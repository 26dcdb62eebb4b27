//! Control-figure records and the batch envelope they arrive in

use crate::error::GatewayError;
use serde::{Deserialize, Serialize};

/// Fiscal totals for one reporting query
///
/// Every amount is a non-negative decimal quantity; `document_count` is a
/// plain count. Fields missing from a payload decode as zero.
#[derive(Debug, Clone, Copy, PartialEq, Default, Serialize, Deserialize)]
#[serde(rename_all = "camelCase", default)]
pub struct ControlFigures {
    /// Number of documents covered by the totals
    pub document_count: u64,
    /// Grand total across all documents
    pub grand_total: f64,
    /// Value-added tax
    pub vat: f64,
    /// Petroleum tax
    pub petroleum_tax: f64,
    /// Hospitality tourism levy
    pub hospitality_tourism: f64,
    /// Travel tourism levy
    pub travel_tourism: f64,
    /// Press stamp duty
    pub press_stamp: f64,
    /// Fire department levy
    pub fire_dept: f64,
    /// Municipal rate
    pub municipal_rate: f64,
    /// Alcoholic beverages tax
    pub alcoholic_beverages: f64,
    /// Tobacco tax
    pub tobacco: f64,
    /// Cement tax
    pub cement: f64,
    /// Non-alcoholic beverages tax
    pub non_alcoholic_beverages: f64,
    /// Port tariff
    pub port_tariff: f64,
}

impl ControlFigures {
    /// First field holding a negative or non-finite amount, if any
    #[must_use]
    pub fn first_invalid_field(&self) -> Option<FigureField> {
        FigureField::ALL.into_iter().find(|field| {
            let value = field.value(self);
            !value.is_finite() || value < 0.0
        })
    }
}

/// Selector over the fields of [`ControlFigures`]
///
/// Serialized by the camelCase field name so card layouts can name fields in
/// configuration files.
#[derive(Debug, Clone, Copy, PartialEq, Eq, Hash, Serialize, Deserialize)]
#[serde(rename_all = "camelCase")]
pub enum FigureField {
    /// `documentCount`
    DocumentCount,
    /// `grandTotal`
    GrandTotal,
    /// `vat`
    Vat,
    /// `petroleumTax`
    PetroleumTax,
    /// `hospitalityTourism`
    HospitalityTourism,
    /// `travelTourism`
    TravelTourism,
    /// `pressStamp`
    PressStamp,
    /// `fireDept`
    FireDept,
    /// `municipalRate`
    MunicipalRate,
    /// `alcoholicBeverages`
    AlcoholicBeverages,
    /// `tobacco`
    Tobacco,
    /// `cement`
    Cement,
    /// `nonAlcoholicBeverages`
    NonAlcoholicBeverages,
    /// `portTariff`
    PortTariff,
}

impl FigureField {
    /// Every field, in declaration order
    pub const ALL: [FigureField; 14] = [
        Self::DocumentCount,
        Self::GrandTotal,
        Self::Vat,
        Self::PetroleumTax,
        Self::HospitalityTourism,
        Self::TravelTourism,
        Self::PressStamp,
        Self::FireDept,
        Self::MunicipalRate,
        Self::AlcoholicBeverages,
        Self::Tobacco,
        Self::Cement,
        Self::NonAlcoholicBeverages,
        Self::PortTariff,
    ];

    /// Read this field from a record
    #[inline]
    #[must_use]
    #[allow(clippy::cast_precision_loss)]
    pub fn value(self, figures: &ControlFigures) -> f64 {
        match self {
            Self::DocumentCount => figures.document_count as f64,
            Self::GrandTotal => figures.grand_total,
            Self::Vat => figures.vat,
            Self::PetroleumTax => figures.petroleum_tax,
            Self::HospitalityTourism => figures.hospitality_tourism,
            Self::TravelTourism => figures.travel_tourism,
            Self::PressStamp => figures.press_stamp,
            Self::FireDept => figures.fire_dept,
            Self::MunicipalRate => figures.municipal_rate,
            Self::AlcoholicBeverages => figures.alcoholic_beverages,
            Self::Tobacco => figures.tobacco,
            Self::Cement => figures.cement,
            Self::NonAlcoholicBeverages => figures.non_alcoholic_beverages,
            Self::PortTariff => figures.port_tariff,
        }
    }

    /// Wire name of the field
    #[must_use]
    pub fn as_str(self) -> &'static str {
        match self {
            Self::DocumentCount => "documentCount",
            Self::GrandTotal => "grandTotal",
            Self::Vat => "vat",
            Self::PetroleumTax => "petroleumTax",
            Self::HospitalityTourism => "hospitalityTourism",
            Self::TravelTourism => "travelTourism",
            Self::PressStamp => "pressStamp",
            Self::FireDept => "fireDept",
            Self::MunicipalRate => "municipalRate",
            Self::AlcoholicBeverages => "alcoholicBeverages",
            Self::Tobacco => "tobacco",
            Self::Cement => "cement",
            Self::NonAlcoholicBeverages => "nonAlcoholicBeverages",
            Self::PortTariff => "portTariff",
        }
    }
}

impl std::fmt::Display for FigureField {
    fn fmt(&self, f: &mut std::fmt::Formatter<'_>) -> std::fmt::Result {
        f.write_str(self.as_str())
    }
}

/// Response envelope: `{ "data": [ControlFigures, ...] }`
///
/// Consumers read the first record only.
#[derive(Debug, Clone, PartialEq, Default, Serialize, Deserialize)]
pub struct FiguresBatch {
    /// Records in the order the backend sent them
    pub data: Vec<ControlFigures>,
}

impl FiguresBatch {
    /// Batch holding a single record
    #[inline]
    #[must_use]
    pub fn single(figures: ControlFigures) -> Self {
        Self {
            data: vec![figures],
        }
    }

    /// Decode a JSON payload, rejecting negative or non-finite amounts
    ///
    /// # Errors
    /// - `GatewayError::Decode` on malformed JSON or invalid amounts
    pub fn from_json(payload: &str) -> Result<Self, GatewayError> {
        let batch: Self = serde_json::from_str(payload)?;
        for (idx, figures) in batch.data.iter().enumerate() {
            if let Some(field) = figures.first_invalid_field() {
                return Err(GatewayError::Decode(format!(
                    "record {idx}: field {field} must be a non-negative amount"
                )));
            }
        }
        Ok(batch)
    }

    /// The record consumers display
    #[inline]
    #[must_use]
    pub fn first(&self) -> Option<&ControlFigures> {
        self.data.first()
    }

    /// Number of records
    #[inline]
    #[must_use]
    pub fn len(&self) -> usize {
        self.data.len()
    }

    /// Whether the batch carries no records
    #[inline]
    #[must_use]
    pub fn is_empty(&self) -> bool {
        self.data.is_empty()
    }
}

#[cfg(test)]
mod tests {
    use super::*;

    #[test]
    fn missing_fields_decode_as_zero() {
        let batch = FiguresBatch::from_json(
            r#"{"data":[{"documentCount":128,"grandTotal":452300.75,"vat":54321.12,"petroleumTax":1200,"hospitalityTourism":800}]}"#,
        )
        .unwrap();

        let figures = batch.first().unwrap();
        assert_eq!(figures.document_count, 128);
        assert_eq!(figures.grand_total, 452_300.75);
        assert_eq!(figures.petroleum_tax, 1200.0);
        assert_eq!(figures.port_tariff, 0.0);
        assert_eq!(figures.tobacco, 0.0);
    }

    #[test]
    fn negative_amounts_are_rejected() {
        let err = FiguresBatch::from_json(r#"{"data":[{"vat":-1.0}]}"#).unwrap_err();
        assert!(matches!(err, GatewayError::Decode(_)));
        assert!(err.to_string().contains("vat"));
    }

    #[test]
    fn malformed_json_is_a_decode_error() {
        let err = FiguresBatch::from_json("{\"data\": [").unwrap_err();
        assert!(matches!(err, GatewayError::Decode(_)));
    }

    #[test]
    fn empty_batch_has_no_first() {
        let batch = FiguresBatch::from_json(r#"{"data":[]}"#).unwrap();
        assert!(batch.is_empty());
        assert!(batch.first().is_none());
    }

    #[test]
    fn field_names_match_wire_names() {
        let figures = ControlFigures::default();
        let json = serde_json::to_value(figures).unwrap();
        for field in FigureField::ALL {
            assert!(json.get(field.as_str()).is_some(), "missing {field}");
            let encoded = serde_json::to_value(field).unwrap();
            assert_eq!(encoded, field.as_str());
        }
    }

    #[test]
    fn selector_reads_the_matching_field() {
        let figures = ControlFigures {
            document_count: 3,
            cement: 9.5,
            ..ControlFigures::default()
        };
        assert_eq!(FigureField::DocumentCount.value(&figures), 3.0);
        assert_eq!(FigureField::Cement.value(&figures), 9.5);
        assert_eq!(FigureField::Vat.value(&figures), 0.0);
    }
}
########
Where the string "PartialEq" turns up in a line of the data above, copy that whole line.

> **Your response**:
#[derive(Debug, Clone, Copy, PartialEq, Default, Serialize, Deserialize)]
#[derive(Debug, Clone, Copy, PartialEq, Eq, Hash, Serialize, Deserialize)]
#[derive(Debug, Clone, PartialEq, Default, Serialize, Deserialize)]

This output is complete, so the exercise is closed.